Furthermore, specimen management microservice 130B may attempt to create compact specimen collection plans, merging collection of the same specimens (e.g., blood) for the same cohort (which again may refer to a categorized subset of the subject participating in the clinical study) to possibly reduce specimen collection and thereby reduce the burden on the subjects of the cohorts (e.g., in terms of reducing the number of collections and thereby reducing the number of distinct collection events, or the amount of the specimen collected, etc.). Specimen management microservice 130B may allow the SME, via SMUI 131B, to override the merger of specific specimen collection activities across events into a single plan and thereby split events away from that plan when the SME disagrees with the merger (e.g., when the collections for a specific event require specialized handling in comparison to other events with similar collections)

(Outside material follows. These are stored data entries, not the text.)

// SPDX-License-Identifier: BUSL-1.1
// Copyright (c) 2026 Alfred Jean LLC

//! Lifecycle events around a method call
//!
//! A [`Lifecycle`] fires `{event}:before`, `{event}:after`, `{event}:error`
//! and `{event}:finally` around a body, each carrying
//! [`LifecycleParams`]. Handlers can intercept the call:
//!
//! - BEFORE: setting an output substitutes the result; the body and the
//!   AFTER phase are skipped
//! - AFTER: stopping with an output replaces the result
//! - ERROR: stopping with an output recovers; otherwise the error stands
//! - FINALLY: observation only, its failures are logged
//!
//! Stopping with an exception in BEFORE, AFTER or ERROR fails the call with
//! [`DispatchError::Rejected`].

use crate::sink::{Dispatch, Instrumented};
use bitflags::bitflags;
use relay_core::{names, DispatchError, EventContext, LifecycleParams, Params};
use serde::de::DeserializeOwned;
use serde::Serialize;
use serde_json::{Map, Value};
use std::fmt::Display;
use std::future::Future;
use std::time::Instant;
use tracing::Instrument;

bitflags! {
    /// Which lifecycle events a wrapped call fires
    #[derive(Debug, Clone, Copy, PartialEq, Eq, Hash)]
    pub struct Phases: u8 {
        const BEFORE = 1;
        const AFTER = 1 << 1;
        const ERROR = 1 << 2;
        const FINALLY = 1 << 3;
        const ALL = Self::BEFORE.bits()
            | Self::AFTER.bits()
            | Self::ERROR.bits()
            | Self::FINALLY.bits();
    }
}

type Dispatched = Result<Option<EventContext>, DispatchError>;

/// Instrumentation for one method
#[derive(Debug, Clone)]
pub struct Lifecycle {
    method: String,
    event: String,
    phases: Phases,
    include_args: bool,
    include_result: bool,
}

impl Lifecycle {
    /// Events are named after `method` unless [`event`](Self::event) says
    /// otherwise
    pub fn new(method: impl Into<String>, phases: Phases) -> Self {
        let method = method.into();
        Self {
            event: method.clone(),
            method,
            phases,
            include_args: true,
            include_result: true,
        }
    }

    /// Base name for the fired events
    pub fn event(mut self, name: impl Into<String>) -> Self {
        self.event = name.into();
        self
    }

    /// Leave the call's arguments out of event parameters
    pub fn without_args(mut self) -> Self {
        self.include_args = false;
        self
    }

    /// Leave the call's result out of AFTER and FINALLY parameters
    pub fn without_result(mut self) -> Self {
        self.include_result = false;
        self
    }

    pub fn method(&self) -> &str {
        &self.method
    }

    pub fn phases(&self) -> Phases {
        self.phases
    }

    /// Full event name for a phase suffix, e.g. `fetch:before`
    pub fn event_name(&self, phase: &str) -> String {
        format!("{}:{}", self.event, phase)
    }

    /// Run an async `body` inside the lifecycle events of `target`'s sink
    pub async fn call<S, A, T, E, F, Fut>(&self, target: &S, args: &A, body: F) -> Result<T, E>
    where
        S: Instrumented + ?Sized,
        A: Serialize + ?Sized,
        T: Serialize + DeserializeOwned,
        E: From<DispatchError> + Display,
        F: FnOnce() -> Fut,
        Fut: Future<Output = Result<T, E>>,
    {
        if !<S::Sink as Dispatch>::LIVE {
            return body().await;
        }
        let sink = target.sink();
        let args = self.args(args);
        let span = tracing::debug_span!("relay.lifecycle", method = %self.method, event = %self.event);

        async move {
            let start = Instant::now();

            let substituted = if self.phases.contains(Phases::BEFORE) {
                let name = self.event_name(names::BEFORE);
                let dispatched = sink.dispatch(&name, self.params(&args, None, None)).await;
                self.substitute(&name, dispatched)
            } else {
                Ok(None)
            };

            let outcome = match substituted {
                Err(e) => Err(e),
                Ok(Some(value)) => Ok(value),
                Ok(None) => match body().await {
                    Ok(value) if self.phases.contains(Phases::AFTER) => {
                        let name = self.event_name(names::AFTER);
                        let params = self.params(&args, self.result_value(&value), None);
                        let dispatched = sink.dispatch(&name, params).await;
                        self.transform(&name, dispatched, value)
                    }
                    Err(e) if self.phases.contains(Phases::ERROR) => {
                        let name = self.event_name(names::ERROR);
                        let params = self.params(&args, None, Some(e.to_string()));
                        let dispatched = sink.dispatch(&name, params).await;
                        self.recover(&name, dispatched, e)
                    }
                    other => other,
                },
            };

            if self.phases.contains(Phases::FINALLY) {
                let name = self.event_name(names::FINALLY);
                let dispatched = sink.dispatch(&name, self.final_params(&args, &outcome)).await;
                observe(&name, dispatched);
            }

            log_outcome(&outcome, start);
            outcome
        }
        .instrument(span)
        .await
    }

    /// Blocking form of [`call`](Self::call) for a synchronous `body`
    pub fn call_sync<S, A, T, E, F>(&self, target: &S, args: &A, body: F) -> Result<T, E>
    where
        S: Instrumented + ?Sized,
        A: Serialize + ?Sized,
        T: Serialize + DeserializeOwned,
        E: From<DispatchError> + Display,
        F: FnOnce() -> Result<T, E>,
    {
        if !<S::Sink as Dispatch>::LIVE {
            return body();
        }
        let sink = target.sink();
        let args = self.args(args);
        let span = tracing::debug_span!("relay.lifecycle", method = %self.method, event = %self.event);
        let _guard = span.enter();
        let start = Instant::now();

        let substituted = if self.phases.contains(Phases::BEFORE) {
            let name = self.event_name(names::BEFORE);
            let dispatched = sink.dispatch_sync(&name, self.params(&args, None, None));
            self.substitute(&name, dispatched)
        } else {
            Ok(None)
        };

        let outcome = match substituted {
            Err(e) => Err(e),
            Ok(Some(value)) => Ok(value),
            Ok(None) => match body() {
                Ok(value) if self.phases.contains(Phases::AFTER) => {
                    let name = self.event_name(names::AFTER);
                    let params = self.params(&args, self.result_value(&value), None);
                    let dispatched = sink.dispatch_sync(&name, params);
                    self.transform(&name, dispatched, value)
                }
                Err(e) if self.phases.contains(Phases::ERROR) => {
                    let name = self.event_name(names::ERROR);
                    let params = self.params(&args, None, Some(e.to_string()));
                    let dispatched = sink.dispatch_sync(&name, params);
                    self.recover(&name, dispatched, e)
                }
                other => other,
            },
        };

        if self.phases.contains(Phases::FINALLY) {
            let name = self.event_name(names::FINALLY);
            let dispatched = sink.dispatch_sync(&name, self.final_params(&args, &outcome));
            observe(&name, dispatched);
        }

        log_outcome(&outcome, start);
        outcome
    }

    // -------------------------------------------------------------------------
    // Phase outcomes
    // -------------------------------------------------------------------------

    /// BEFORE: any output set by a handler replaces the body
    fn substitute<T, E>(&self, name: &str, dispatched: Dispatched) -> Result<Option<T>, E>
    where
        T: DeserializeOwned,
        E: From<DispatchError>,
    {
        let Some(mut ctx) = dispatched? else {
            return Ok(None);
        };
        if let Some(rejected) = rejection(name, &ctx) {
            return Err(rejected.into());
        }
        match ctx.take_output() {
            Some(output) => {
                tracing::debug!(event = name, "result substituted, skipping body");
                Ok(Some(convert(name, output)?))
            }
            None => Ok(None),
        }
    }

    /// AFTER: a stop with output replaces the result
    fn transform<T, E>(&self, name: &str, dispatched: Dispatched, value: T) -> Result<T, E>
    where
        T: DeserializeOwned,
        E: From<DispatchError>,
    {
        let Some(mut ctx) = dispatched? else {
            return Ok(value);
        };
        if let Some(rejected) = rejection(name, &ctx) {
            return Err(rejected.into());
        }
        if !ctx.is_stopped() {
            return Ok(value);
        }
        match ctx.take_output() {
            Some(output) => {
                tracing::debug!(event = name, "result replaced");
                Ok(convert(name, output)?)
            }
            None => Ok(value),
        }
    }

    /// ERROR: a stop with output recovers; anything else keeps `error`
    fn recover<T, E>(&self, name: &str, dispatched: Dispatched, error: E) -> Result<T, E>
    where
        T: DeserializeOwned,
        E: From<DispatchError>,
    {
        let mut ctx = match dispatched {
            Ok(Some(ctx)) => ctx,
            Ok(None) => return Err(error),
            Err(e) => {
                tracing::warn!(event = name, error = %e, "error handlers failed, keeping original error");
                return Err(error);
            }
        };
        if let Some(rejected) = rejection(name, &ctx) {
            return Err(rejected.into());
        }
        if !ctx.is_stopped() {
            return Err(error);
        }
        match ctx.take_output() {
            Some(output) => {
                tracing::debug!(event = name, "error recovered");
                Ok(convert(name, output)?)
            }
            None => Err(error),
        }
    }

    // -------------------------------------------------------------------------
    // Parameters
    // -------------------------------------------------------------------------

    fn args<A: Serialize + ?Sized>(&self, args: &A) -> Map<String, Value> {
        if !self.include_args {
            return Map::new();
        }
        match serde_json::to_value(args) {
            Ok(Value::Object(map)) => map,
            Ok(Value::Null) => Map::new(),
            Ok(value) => {
                let mut map = Map::new();
                map.insert("value".to_string(), value);
                map
            }
            Err(e) => {
                tracing::debug!(method = %self.method, error = %e, "arguments not serializable, omitted");
                Map::new()
            }
        }
    }

    fn result_value<T: Serialize>(&self, value: &T) -> Option<Value> {
        if !self.include_result {
            return None;
        }
        match serde_json::to_value(value) {
            Ok(Value::Null) => None,
            Ok(value) => Some(value),
            Err(e) => {
                tracing::debug!(method = %self.method, error = %e, "result not serializable, omitted");
                None
            }
        }
    }

    fn params(&self, args: &Map<String, Value>, result: Option<Value>, error: Option<String>) -> Params {
        LifecycleParams {
            args: args.clone(),
            result,
            error,
        }
        .into()
    }

    fn final_params<T: Serialize, E: Display>(
        &self,
        args: &Map<String, Value>,
        outcome: &Result<T, E>,
    ) -> Params {
        match outcome {
            Ok(value) => self.params(args, self.result_value(value), None),
            Err(e) => self.params(args, None, Some(e.to_string())),
        }
    }
}

fn rejection(name: &str, ctx: &EventContext) -> Option<DispatchError> {
    if !ctx.stopped_with_exception() {
        return None;
    }
    ctx.exception().map(|source| DispatchError::Rejected {
        event: name.to_string(),
        source: source.clone(),
    })
}

fn convert<T: DeserializeOwned>(name: &str, output: Value) -> Result<T, DispatchError> {
    serde_json::from_value(output).map_err(|source| DispatchError::Output {
        event: name.to_string(),
        source,
    })
}

/// FINALLY never changes the outcome
fn observe(name: &str, dispatched: Dispatched) {
    if let Err(e) = dispatched {
        tracing::warn!(event = name, error = %e, "finally handlers failed");
    }
}

fn log_outcome<T, E: Display>(outcome: &Result<T, E>, start: Instant) {
    let elapsed_ms = start.elapsed().as_millis() as u64;
    match outcome {
        Ok(_) => tracing::debug!(elapsed_ms, "call completed"),
        Err(e) => tracing::debug!(elapsed_ms, error = %e, "call failed"),
    }
}

#[cfg(test)]
#[path = "lifecycle_tests.rs"]
mod tests;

In operation, specimen management microservice 130B may obtain a schedule of activities that defines one or more activities specified within one or more events for completing a trial arm of a clinical study, where at least one of the one or more activities includes an assay (e.g., a lab test, a clinically administered monitoring assay, etc.) requiring collection of a specimen from at least one cohort of subjects in the clinical study. Specimen management microservice 130B may interface with, as an example, the Study Design microservice 126 to obtain the Schedule of Activities, which may be unlocked (or in other words, not formally finalized) or locked (or in other words, formally finalized). Study Design microservice 126 and Specimen Management microservice 130B may operate according to an advanced message queuing protocol (AMQP) that defines an application layer protocol by which to instantiate a Biospecimen and its assays based on AMQP messages that are sent and thus arrive via a subscribe and pull mechanism.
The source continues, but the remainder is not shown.